▶ [Instructions to follow] The response must consist of the lines below from the one with "repository fb2a9b298af1ca2f" through the one with "if let Err(e)", exactly as they appear and with both ends kept.

=== Section Start ===

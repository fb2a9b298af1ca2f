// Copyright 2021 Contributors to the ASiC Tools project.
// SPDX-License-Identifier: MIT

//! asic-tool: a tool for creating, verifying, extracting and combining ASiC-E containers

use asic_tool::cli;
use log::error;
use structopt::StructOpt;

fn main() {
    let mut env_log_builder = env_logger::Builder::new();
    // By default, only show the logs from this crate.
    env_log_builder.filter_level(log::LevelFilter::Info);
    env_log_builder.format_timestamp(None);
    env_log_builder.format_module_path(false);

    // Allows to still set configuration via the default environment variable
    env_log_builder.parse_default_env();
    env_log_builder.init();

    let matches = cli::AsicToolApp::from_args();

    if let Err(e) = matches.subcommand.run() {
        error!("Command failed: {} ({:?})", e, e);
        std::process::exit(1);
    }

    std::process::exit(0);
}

=== Section End ===
=== Section Start ===

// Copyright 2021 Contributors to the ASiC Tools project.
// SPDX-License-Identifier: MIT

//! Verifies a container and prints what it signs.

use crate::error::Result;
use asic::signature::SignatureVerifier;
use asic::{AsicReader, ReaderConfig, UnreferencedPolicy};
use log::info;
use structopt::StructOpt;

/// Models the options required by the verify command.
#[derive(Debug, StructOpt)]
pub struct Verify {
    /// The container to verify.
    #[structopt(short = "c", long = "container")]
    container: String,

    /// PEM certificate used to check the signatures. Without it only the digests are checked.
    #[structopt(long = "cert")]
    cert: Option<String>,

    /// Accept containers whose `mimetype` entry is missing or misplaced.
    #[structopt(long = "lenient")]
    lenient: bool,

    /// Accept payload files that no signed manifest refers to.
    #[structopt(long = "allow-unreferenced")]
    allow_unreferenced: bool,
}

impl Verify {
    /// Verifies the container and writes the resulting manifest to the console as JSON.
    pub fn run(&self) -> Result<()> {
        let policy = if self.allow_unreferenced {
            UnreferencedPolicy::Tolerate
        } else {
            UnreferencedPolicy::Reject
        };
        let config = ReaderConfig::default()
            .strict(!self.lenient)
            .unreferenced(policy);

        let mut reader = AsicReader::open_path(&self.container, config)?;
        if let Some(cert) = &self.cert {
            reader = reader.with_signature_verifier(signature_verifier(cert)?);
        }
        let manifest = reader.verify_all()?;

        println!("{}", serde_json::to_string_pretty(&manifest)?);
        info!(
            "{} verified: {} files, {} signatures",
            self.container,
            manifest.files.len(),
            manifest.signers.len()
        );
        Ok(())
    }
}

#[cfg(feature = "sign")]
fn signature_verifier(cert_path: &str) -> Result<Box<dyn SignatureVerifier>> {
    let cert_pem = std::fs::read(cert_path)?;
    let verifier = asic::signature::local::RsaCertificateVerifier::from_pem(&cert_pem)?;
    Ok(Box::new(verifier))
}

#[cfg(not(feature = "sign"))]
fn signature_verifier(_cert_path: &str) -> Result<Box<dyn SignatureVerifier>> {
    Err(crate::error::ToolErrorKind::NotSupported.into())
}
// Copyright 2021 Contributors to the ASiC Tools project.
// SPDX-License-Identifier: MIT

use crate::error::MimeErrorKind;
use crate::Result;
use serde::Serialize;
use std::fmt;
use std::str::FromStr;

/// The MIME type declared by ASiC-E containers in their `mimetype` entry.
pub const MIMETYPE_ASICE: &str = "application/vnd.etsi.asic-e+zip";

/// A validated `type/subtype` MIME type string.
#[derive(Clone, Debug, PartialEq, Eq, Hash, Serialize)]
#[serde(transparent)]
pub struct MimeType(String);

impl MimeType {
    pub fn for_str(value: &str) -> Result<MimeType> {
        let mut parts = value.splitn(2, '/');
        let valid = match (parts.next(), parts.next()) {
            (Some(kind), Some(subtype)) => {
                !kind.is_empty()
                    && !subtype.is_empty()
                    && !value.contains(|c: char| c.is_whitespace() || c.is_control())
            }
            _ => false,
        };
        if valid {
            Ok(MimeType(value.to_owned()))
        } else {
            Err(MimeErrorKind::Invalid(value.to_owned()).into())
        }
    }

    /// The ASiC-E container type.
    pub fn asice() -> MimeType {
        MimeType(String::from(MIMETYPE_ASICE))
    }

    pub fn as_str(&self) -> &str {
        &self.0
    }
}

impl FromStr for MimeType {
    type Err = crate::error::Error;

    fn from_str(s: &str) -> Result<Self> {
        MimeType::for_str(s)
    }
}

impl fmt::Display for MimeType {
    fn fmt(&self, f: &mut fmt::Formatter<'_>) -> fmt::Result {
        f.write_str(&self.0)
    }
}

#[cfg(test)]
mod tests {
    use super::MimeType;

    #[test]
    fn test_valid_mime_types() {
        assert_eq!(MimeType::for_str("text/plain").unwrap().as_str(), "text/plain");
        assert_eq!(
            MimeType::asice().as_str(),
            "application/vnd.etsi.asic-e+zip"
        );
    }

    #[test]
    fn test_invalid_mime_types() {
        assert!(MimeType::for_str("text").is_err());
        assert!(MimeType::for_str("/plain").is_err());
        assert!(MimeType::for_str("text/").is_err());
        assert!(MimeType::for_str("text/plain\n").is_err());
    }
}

=== Section End ===

▶ [Finished task]
repository fb2a9b298af1ca2f
// Copyright 2021 Contributors to the ASiC Tools project.
// SPDX-License-Identifier: MIT

//! asic-tool: a tool for creating, verifying, extracting and combining ASiC-E containers

use asic_tool::cli;
use log::error;
use structopt::StructOpt;

fn main() {
    let mut env_log_builder = env_logger::Builder::new();
    // By default, only show the logs from this crate.
    env_log_builder.filter_level(log::LevelFilter::Info);
    env_log_builder.format_timestamp(None);
    env_log_builder.format_module_path(false);

    // Allows to still set configuration via the default environment variable
    env_log_builder.parse_default_env();
    env_log_builder.init();

    let matches = cli::AsicToolApp::from_args();

    if let Err(e) = matches.subcommand.run() {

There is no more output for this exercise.